▶ **Work request**: Your output must match the records exactly, line for line.

(Stored data)
┄┄┄┄┄┄┄┄┄┄┄┄┄┄┄┄┄┄┄┄

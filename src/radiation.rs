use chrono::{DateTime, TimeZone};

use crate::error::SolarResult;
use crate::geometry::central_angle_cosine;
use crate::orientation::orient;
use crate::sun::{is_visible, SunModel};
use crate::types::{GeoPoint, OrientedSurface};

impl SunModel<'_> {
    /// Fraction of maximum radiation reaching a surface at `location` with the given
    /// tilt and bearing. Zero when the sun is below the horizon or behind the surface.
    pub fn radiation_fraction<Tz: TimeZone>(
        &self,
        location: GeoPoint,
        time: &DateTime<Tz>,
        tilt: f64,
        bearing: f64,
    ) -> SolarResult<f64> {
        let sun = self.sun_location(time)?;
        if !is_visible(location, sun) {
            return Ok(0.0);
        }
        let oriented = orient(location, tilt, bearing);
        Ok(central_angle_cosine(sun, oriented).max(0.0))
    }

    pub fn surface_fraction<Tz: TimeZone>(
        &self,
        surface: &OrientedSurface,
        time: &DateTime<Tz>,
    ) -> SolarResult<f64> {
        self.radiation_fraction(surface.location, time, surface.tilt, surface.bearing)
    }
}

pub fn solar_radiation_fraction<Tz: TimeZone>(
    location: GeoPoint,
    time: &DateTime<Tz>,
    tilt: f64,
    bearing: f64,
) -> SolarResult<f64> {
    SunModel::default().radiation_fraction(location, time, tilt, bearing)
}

┄┄┄┄┄┄┄┄┄┄┄┄┄┄┄┄┄┄┄┄

▶ **Exercise response**:
filename src/radiation.rs
use chrono::{DateTime, TimeZone};

use crate::error::SolarResult;
use crate::geometry::central_angle_cosine;
use crate::orientation::orient;
use crate::sun::{is_visible, SunModel};
use crate::types::{GeoPoint, OrientedSurface};

impl SunModel<'_> {
    /// Fraction of maximum radiation reaching a surface at `location` with the given
    /// tilt and bearing. Zero when the sun is below the horizon or behind the surface.
    pub fn radiation_fraction<Tz: TimeZone>(
        &self,
        location: GeoPoint,
        time: &DateTime<Tz>,
        tilt: f64,
        bearing: f64,
    ) -> SolarResult<f64> {
        let sun = self.sun_location(time)?;
        if !is_visible(location, sun) {
            return Ok(0.0);
        }
        let oriented = orient(location, tilt, bearing);
        Ok(central_angle_cosine(sun, oriented).max(0.0))
    }

    pub fn surface_fraction<Tz: TimeZone>(
        &self,
        surface: &OrientedSurface,
        time: &DateTime<Tz>,
    ) -> SolarResult<f64> {
        self.radiation_fraction(surface.location, time, surface.tilt, surface.bearing)
    }
}

pub fn solar_radiation_fraction<Tz: TimeZone>(
    location: GeoPoint,
    time: &DateTime<Tz>,
    tilt: f64,
    bearing: f64,
) -> SolarResult<f64> {
    SunModel::default().radiation_fraction(location, time, tilt, bearing)
}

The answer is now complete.